Dataset Start Marker
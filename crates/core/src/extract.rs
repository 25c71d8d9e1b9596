//! ReceiptExtractor trait — the capability "given an image, return
//! structured receipt data".
//!
//! Extraction is delegated entirely to an external multimodal model; this
//! crate only owns the contract. Implementations: Anthropic Messages API,
//! OpenAI-compatible chat completions.

use async_trait::async_trait;

use crate::error::ExtractionError;
use crate::receipt::ReceiptData;

/// A receipt photo as uploaded: raw bytes plus the declared mime type.
#[derive(Clone)]
pub struct ReceiptImage {
    pub bytes: Vec<u8>,
    pub mime_type: String,
}

impl ReceiptImage {
    pub fn new(bytes: Vec<u8>, mime_type: impl Into<String>) -> Self {
        Self {
            bytes,
            mime_type: mime_type.into(),
        }
    }
}

// Manual Debug: log the byte count, not the bytes.
impl std::fmt::Debug for ReceiptImage {
    fn fmt(&self, f: &mut std::fmt::Formatter<'_>) -> std::fmt::Result {
        f.debug_struct("ReceiptImage")
            .field("bytes", &format!("{} bytes", self.bytes.len()))
            .field("mime_type", &self.mime_type)
            .finish()
    }
}

/// The extraction capability.
///
/// One call per upload; any error or empty/unparseable response is a single
/// terminal [`ExtractionError`] — there is no partial-parse recovery.
#[async_trait]
pub trait ReceiptExtractor: Send + Sync {
    /// A human-readable name for this backend (e.g., "anthropic").
    fn name(&self) -> &str;

    /// Parse the image into receipt data.
    async fn extract(&self, image: &ReceiptImage)
    -> std::result::Result<ReceiptData, ExtractionError>;
}
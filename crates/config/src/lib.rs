//! Configuration loading, validation, and management for tabsplit.
//!
//! Loads configuration from `~/.tabsplit/config.toml` with environment
//! variable overrides. Validates all settings at startup.

use serde::{Deserialize, Serialize};
use std::collections::HashMap;
use std::path::{Path, PathBuf};

/// The root configuration structure.
///
/// Maps directly to `~/.tabsplit/config.toml`.
#[derive(Clone, Serialize, Deserialize)]
pub struct AppConfig {
    /// API key (can be overridden per-provider)
    #[serde(default, skip_serializing_if = "Option::is_none")]
    pub api_key: Option<String>,

    /// Default model backend ("anthropic" or "openai_compat")
    #[serde(default = "default_provider")]
    pub default_provider: String,

    /// Default model — must be a vision-capable model, receipts are images
    #[serde(default = "default_model")]
    pub default_model: String,

    /// Default temperature; extraction wants near-deterministic output
    #[serde(default = "default_temperature")]
    pub default_temperature: f32,

    /// Default max tokens per model response
    #[serde(default = "default_max_tokens")]
    pub default_max_tokens: u32,

    /// Gateway configuration
    #[serde(default)]
    pub gateway: GatewayConfig,

    /// Provider-specific configurations
    #[serde(default)]
    pub providers: HashMap<String, ProviderConfig>,
}

fn default_provider() -> String {
    "anthropic".into()
}
fn default_model() -> String {
    "claude-sonnet-4-20250514".into()
}
fn default_temperature() -> f32 {
    0.2
}
fn default_max_tokens() -> u32 {
    4096
}

/// Redact a secret string for Debug output.
fn redact(s: &Option<String>) -> &'static str {
    match s {
        Some(_) => "[REDACTED]",
        None => "None",
    }
}

impl std::fmt::Debug for AppConfig {
    fn fmt(&self, f: &mut std::fmt::Formatter<'_>) -> std::fmt::Result {
        f.debug_struct("AppConfig")
            .field("api_key", &redact(&self.api_key))
            .field("default_provider", &self.default_provider)
            .field("default_model", &self.default_model)
            .field("default_temperature", &self.default_temperature)
            .field("default_max_tokens", &self.default_max_tokens)
            .field("gateway", &self.gateway)
            .field("providers", &self.providers)
            .finish()
    }
}

/// Per-backend overrides (`[providers.<name>]` in the TOML).
#[derive(Clone, Serialize, Deserialize)]
pub struct ProviderConfig {
    /// API key for this backend, overrides the top-level key
    #[serde(default, skip_serializing_if = "Option::is_none")]
    pub api_key: Option<String>,

    /// Base URL override (proxies, self-hosted gateways)
    #[serde(default, skip_serializing_if = "Option::is_none")]
    pub api_url: Option<String>,

    /// Model override for this backend
    #[serde(default, skip_serializing_if = "Option::is_none")]
    pub default_model: Option<String>,
}

impl std::fmt::Debug for ProviderConfig {
    fn fmt(&self, f: &mut std::fmt::Formatter<'_>) -> std::fmt::Result {
        f.debug_struct("ProviderConfig")
            .field("api_key", &redact(&self.api_key))
            .field("api_url", &self.api_url)
            .field("default_model", &self.default_model)
            .finish()
    }
}

#[derive(Debug, Clone, Serialize, Deserialize)]
pub struct GatewayConfig {
    #[serde(default = "default_port")]
    pub port: u16,

    #[serde(default = "default_host")]
    pub host: String,

    /// Upload cap for receipt photos, in bytes
    #[serde(default = "default_max_upload_bytes")]
    pub max_upload_bytes: usize,
}

fn default_port() -> u16 {
    47120
}
fn default_host() -> String {
    "127.0.0.1".into()
}
fn default_max_upload_bytes() -> usize {
    10 * 1024 * 1024
}

impl Default for GatewayConfig {
    fn default() -> Self {
        Self {
            port: default_port(),
            host: default_host(),
            max_upload_bytes: default_max_upload_bytes(),
        }
    }
}

impl AppConfig {
    /// Load configuration from the default path (~/.tabsplit/config.toml).
    ///
    /// Also checks environment variables for API keys:
    /// - `TABSPLIT_API_KEY` (highest priority)
    /// - `ANTHROPIC_API_KEY`
    /// - `OPENAI_API_KEY`
    pub fn load() -> Result<Self, ConfigError> {
        let config_path = Self::config_dir().join("config.toml");
        let mut config = Self::load_from(&config_path)?;

        // Environment variable overrides (highest priority)
        if config.api_key.is_none() {
            config.api_key = std::env::var("TABSPLIT_API_KEY")
                .ok()
                .or_else(|| std::env::var("ANTHROPIC_API_KEY").ok())
                .or_else(|| std::env::var("OPENAI_API_KEY").ok());
        }

        if let Ok(provider) = std::env::var("TABSPLIT_PROVIDER") {
            config.default_provider = provider;
        }

        if let Ok(model) = std::env::var("TABSPLIT_MODEL") {
            config.default_model = model;
        }

        Ok(config)
    }

    /// Load configuration from a specific file path.
    pub fn load_from(path: &Path) -> Result<Self, ConfigError> {
        if !path.exists() {
            tracing::info!("No config file found at {}, using defaults", path.display());
            return Ok(Self::default());
        }

        let content = std::fs::read_to_string(path).map_err(|e| ConfigError::ReadError {
            path: path.to_path_buf(),
            reason: e.to_string(),
        })?;

        let config: Self = toml::from_str(&content).map_err(|e| ConfigError::ParseError {
            path: path.to_path_buf(),
            reason: e.to_string(),
        })?;

        config.validate()?;
        Ok(config)
    }

    /// Get the configuration directory path.
    pub fn config_dir() -> PathBuf {
        dirs_home().join(".tabsplit")
    }

    /// Validate the configuration.
    pub fn validate(&self) -> Result<(), ConfigError> {
        if self.default_temperature < 0.0 || self.default_temperature > 2.0 {
            return Err(ConfigError::ValidationError(
                "default_temperature must be between 0.0 and 2.0".into(),
            ));
        }

        if self.gateway.max_upload_bytes == 0 {
            return Err(ConfigError::ValidationError(
                "gateway.max_upload_bytes must be > 0".into(),
            ));
        }

        Ok(())
    }

    /// Check if an API key is available (from config or environment).
    pub fn has_api_key(&self) -> bool {
        self.api_key.is_some()
            || self
                .providers
                .values()
                .any(|provider| provider.api_key.is_some())
    }

    /// The effective API key for a named backend.
    pub fn api_key_for(&self, provider: &str) -> Option<&str> {
        self.providers
            .get(provider)
            .and_then(|p| p.api_key.as_deref())
            .or(self.api_key.as_deref())
    }

    /// The effective model for a named backend.
    pub fn model_for(&self, provider: &str) -> &str {
        self.providers
            .get(provider)
            .and_then(|p| p.default_model.as_deref())
            .unwrap_or(&self.default_model)
    }

    /// Generate a default config TOML string (for first-run setup).
    pub fn default_toml() -> String {
        let config = Self::default();
        toml::to_string_pretty(&config).unwrap_or_default()
    }
}

impl Default for AppConfig {
    fn default() -> Self {
        Self {
            api_key: None,
            default_provider: default_provider(),
            default_model: default_model(),
            default_temperature: default_temperature(),
            default_max_tokens: default_max_tokens(),
            gateway: GatewayConfig::default(),
            providers: HashMap::new(),
        }
    }
}

/// Get the user's home directory.
fn dirs_home() -> PathBuf {
    #[cfg(target_os = "windows")]
    {
        std::env::var("USERPROFILE")
            .map(PathBuf::from)
            .unwrap_or_else(|_| PathBuf::from("C:\\Users\\Default"))
    }
    #[cfg(not(target_os = "windows"))]
    {
        std::env::var("HOME")
            .map(PathBuf::from)
            .unwrap_or_else(|_| PathBuf::from("/tmp"))
    }
}

/// Configuration errors.
#[derive(Debug, thiserror::Error)]
pub enum ConfigError {
    #[error("Failed to read config file at {path}: {reason}")]
    ReadError { path: PathBuf, reason: String },

    #[error("Failed to parse config file at {path}: {reason}")]
    ParseError { path: PathBuf, reason: String },

    #[error("Configuration validation failed: {0}")]
    ValidationError(String),
}
//! Receipt domain types — the immutable output of extraction.
//!
//! A receipt is parsed once by an external multimodal model and then only
//! read. The serde shapes here double as the wire contract with the
//! extractor backends: missing `tip` defaults to zero, missing `quantity`
//! to one, because real receipts (and real models) omit both.

use serde::{Deserialize, Serialize};

/// A single line item on the receipt.
///
/// `price` is the line's full price as printed, not per-unit — a row of
/// "2x Lemonade  $8.00" carries `price: 8.0, quantity: 2` and is never
/// divided by `quantity` downstream.
#[derive(Debug, Clone, PartialEq, Serialize, Deserialize)]
pub struct ReceiptItem {
    /// Unique within a receipt, stable for the session. Extractor backends
    /// fill this in when the model omits it, so it may arrive empty on the
    /// wire but is never empty past extraction.
    #[serde(default)]
    pub id: String,

    /// The item name as printed
    pub name: String,

    /// Full line price (monetary)
    pub price: f64,

    /// Units on the line; informational only
    #[serde(default = "default_quantity")]
    pub quantity: u32,
}

fn default_quantity() -> u32 {
    1
}

/// The parsed receipt: line items plus declared totals.
///
/// `subtotal + tax + tip ≈ total` is a soft invariant — the extraction
/// source may be inconsistent, so nothing downstream assumes exactness.
#[derive(Debug, Clone, PartialEq, Serialize, Deserialize)]
pub struct ReceiptData {
    #[serde(default)]
    pub items: Vec<ReceiptItem>,

    #[serde(default)]
    pub subtotal: f64,

    #[serde(default)]
    pub tax: f64,

    /// Absent on many receipts; defaults to zero
    #[serde(default)]
    pub tip: f64,

    #[serde(default)]
    pub total: f64,

    /// Currency symbol as printed (e.g. "$", "€")
    #[serde(default = "default_currency")]
    pub currency: String,
}

fn default_currency() -> String {
    "$".into()
}

impl ReceiptData {
    /// Look up an item by id.
    pub fn item(&self, id: &str) -> Option<&ReceiptItem> {
        self.items.iter().find(|item| item.id == id)
    }

    /// True when extraction produced nothing worth keeping — used to reject
    /// an upload as unusable rather than creating an empty session.
    pub fn is_blank(&self) -> bool {
        self.items.is_empty() && self.total == 0.0
    }
}

#[cfg(test)]
mod tests {
    use super::*;

    #[test]
    fn tip_and_quantity_default_when_absent() {
        let receipt: ReceiptData = serde_json::from_str(
            r#"{
                "items": [{"id": "1", "name": "Burger", "price": 10.0}],
                "subtotal": 10.0,
                "tax": 0.8,
                "total": 10.8,
                "currency": "$"
            }"#,
        )
        .unwrap();

        assert_eq!(receipt.tip, 0.0);
        assert_eq!(receipt.items[0].quantity, 1);
    }

    #[test]
    fn currency_defaults_to_dollar() {
        let receipt: ReceiptData = serde_json::from_str(r#"{"items": []}"#).unwrap();
        assert_eq!(receipt.currency, "$");
        assert!(receipt.is_blank());
    }

    #[test]
    fn item_lookup_by_id() {
        let receipt = ReceiptData {
            items: vec![
                ReceiptItem {
                    id: "1".into(),
                    name: "Burger".into(),
                    price: 10.0,
                    quantity: 1,
                },
                ReceiptItem {
                    id: "2".into(),
                    name: "Fries".into(),
                    price: 6.0,
                    quantity: 1,
                },
            ],
            subtotal: 16.0,
            tax: 1.6,
            tip: 3.2,
            total: 20.8,
            currency: "$".into(),
        };

        assert_eq!(receipt.item("2").unwrap().name, "Fries");
        assert!(receipt.item("99").is_none());
        assert!(!receipt.is_blank());
    }

    #[test]
    fn serialization_roundtrip() {
        let receipt = ReceiptData {
            items: vec![ReceiptItem {
                id: "1".into(),
                name: "Pad Thai".into(),
                price: 14.5,
                quantity: 1,
            }],
            subtotal: 14.5,
            tax: 1.2,
            tip: 2.9,
            total: 18.6,
            currency: "€".into(),
        };
        let json = serde_json::to_string(&receipt).unwrap();
        let back: ReceiptData = serde_json::from_str(&json).unwrap();
        assert_eq!(back, receipt);
    }
}
//! Prompt text and tool schemas shared by all model backends.
//!
//! The prompts ARE the behavioral contract with the external model: the
//! extraction prompt pins the JSON shape, and the interpretation prompt
//! pins the "everyone" resolution rule. Keep them backend-agnostic; each
//! backend only decides how to ship them over the wire.

use std::fmt::Write as _;

use tabsplit_core::audit::AuditRequest;
use tabsplit_core::interpret::CommandContext;

/// Instruction sent alongside the receipt photo.
pub const EXTRACT_PROMPT: &str = "\
You are reading a photo of a restaurant receipt. Extract every line item \
and the totals, and respond with ONLY a JSON object in exactly this shape:

{
  \"items\": [{\"id\": \"1\", \"name\": \"...\", \"price\": 0.0, \"quantity\": 1}],
  \"subtotal\": 0.0,
  \"tax\": 0.0,
  \"tip\": 0.0,
  \"total\": 0.0,
  \"currency\": \"$\"
}

Rules:
- Number item ids sequentially from \"1\" in receipt order.
- \"price\" is the full price printed on the line, NOT per unit.
- If no tip is printed, use 0 for \"tip\".
- \"currency\" is the currency symbol printed on the receipt.
- If a value is unreadable, use your best estimate rather than omitting it.
- No markdown, no commentary, JSON only.";

/// Name of the forced tool the interpreter answers through.
pub const SPLIT_TOOL_NAME: &str = "record_split_update";

/// Tool description shown to the model.
pub const SPLIT_TOOL_DESCRIPTION: &str = "Record the assignment changes requested by the user, plus a short conversational reply.";

/// JSON Schema for the interpreter's structured answer.
pub fn split_tool_schema() -> serde_json::Value {
    serde_json::json!({
        "type": "object",
        "properties": {
            "reply": {
                "type": "string",
                "description": "Short friendly reply confirming what changed (or why nothing did)"
            },
            "assignments": {
                "type": "array",
                "items": {
                    "type": "object",
                    "properties": {
                        "item_ids": {
                            "type": "array",
                            "items": { "type": "string" },
                            "description": "Receipt item ids this action applies to"
                        },
                        "people": {
                            "type": "array",
                            "items": { "type": "string" },
                            "description": "Person names, capitalized consistently"
                        },
                        "action": {
                            "type": "string",
                            "enum": ["assign", "unassign"]
                        }
                    },
                    "required": ["item_ids", "people", "action"]
                }
            }
        },
        "required": ["reply"]
    })
}

/// Build the interpretation prompt from the user command plus current state.
pub fn interpret_prompt(text: &str, context: &CommandContext) -> String {
    let mut prompt = String::from(
        "You manage who pays for what on a shared restaurant bill. \
         Translate the user's instruction into assignment changes and call \
         the record_split_update tool with the result.\n\nReceipt items:\n",
    );

    for item in &context.items {
        let _ = writeln!(prompt, "- id {}: {} ({:.2})", item.id, item.name, item.price);
    }

    if context.people.is_empty() {
        prompt.push_str("\nNobody has been assigned to anything yet.\n");
    } else {
        let _ = writeln!(
            prompt,
            "\nPeople already on the bill: {}.",
            context.people.join(", ")
        );
    }

    prompt.push_str(
        "\nRules:\n\
         - \"everyone\", \"all\", \"the group\" and similar refer to the \
           people already on the bill; never invent names for them. Only \
           if that list is empty may you ask the user to name people in \
           your reply and make no changes.\n\
         - Match item references to the ids above (\"the burger\" → its id).\n\
         - Use one action per distinct group of items and people.\n\
         - To move an item between people, unassign then assign.\n\
         - If the instruction changes nothing, return an empty assignments \
           list and explain in the reply.\n\n",
    );

    let _ = write!(prompt, "User instruction: {text}");
    prompt
}

/// Build the audit prompt from a settlement snapshot.
pub fn audit_prompt(request: &AuditRequest) -> String {
    let cur = &request.currency;
    let mut prompt = String::from(
        "Review this bill split for fairness and respond with a short \
         markdown report (a few sentences plus bullets where useful). \
         Point out unassigned items, lopsided shares, and whether the \
         assigned amounts cover the receipt total.\n\nReceipt totals: ",
    );
    let _ = writeln!(
        prompt,
        "subtotal {cur}{:.2}, tax {cur}{:.2}, tip {cur}{:.2}, total {cur}{:.2}.",
        request.subtotal, request.tax, request.tip, request.total
    );

    prompt.push_str("\nPer-person breakdown:\n");
    if request.people.is_empty() {
        prompt.push_str("- nobody has been assigned anything yet\n");
    }
    for person in &request.people {
        let items: Vec<&str> = person.items.iter().map(|i| i.name.as_str()).collect();
        let _ = writeln!(
            prompt,
            "- {}: subtotal {cur}{:.2}, tax {cur}{:.2}, tip {cur}{:.2}, total {cur}{:.2} ({})",
            person.name,
            person.subtotal,
            person.tax,
            person.tip,
            person.total,
            items.join(", ")
        );
    }

    if !request.unassigned.is_empty() {
        prompt.push_str("\nStill unassigned:\n");
        for item in &request.unassigned {
            let _ = writeln!(prompt, "- {} ({cur}{:.2})", item.name, item.price);
        }
    }

    prompt
}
Dataset End Marker
### Task directions:
In the data above, find each line that has the word "never" and copy it out.

### Task result:
/// "2x Lemonade  $8.00" carries `price: 8.0, quantity: 2` and is never
    /// wire but is never empty past extraction.
           people already on the bill; never invent names for them. Only \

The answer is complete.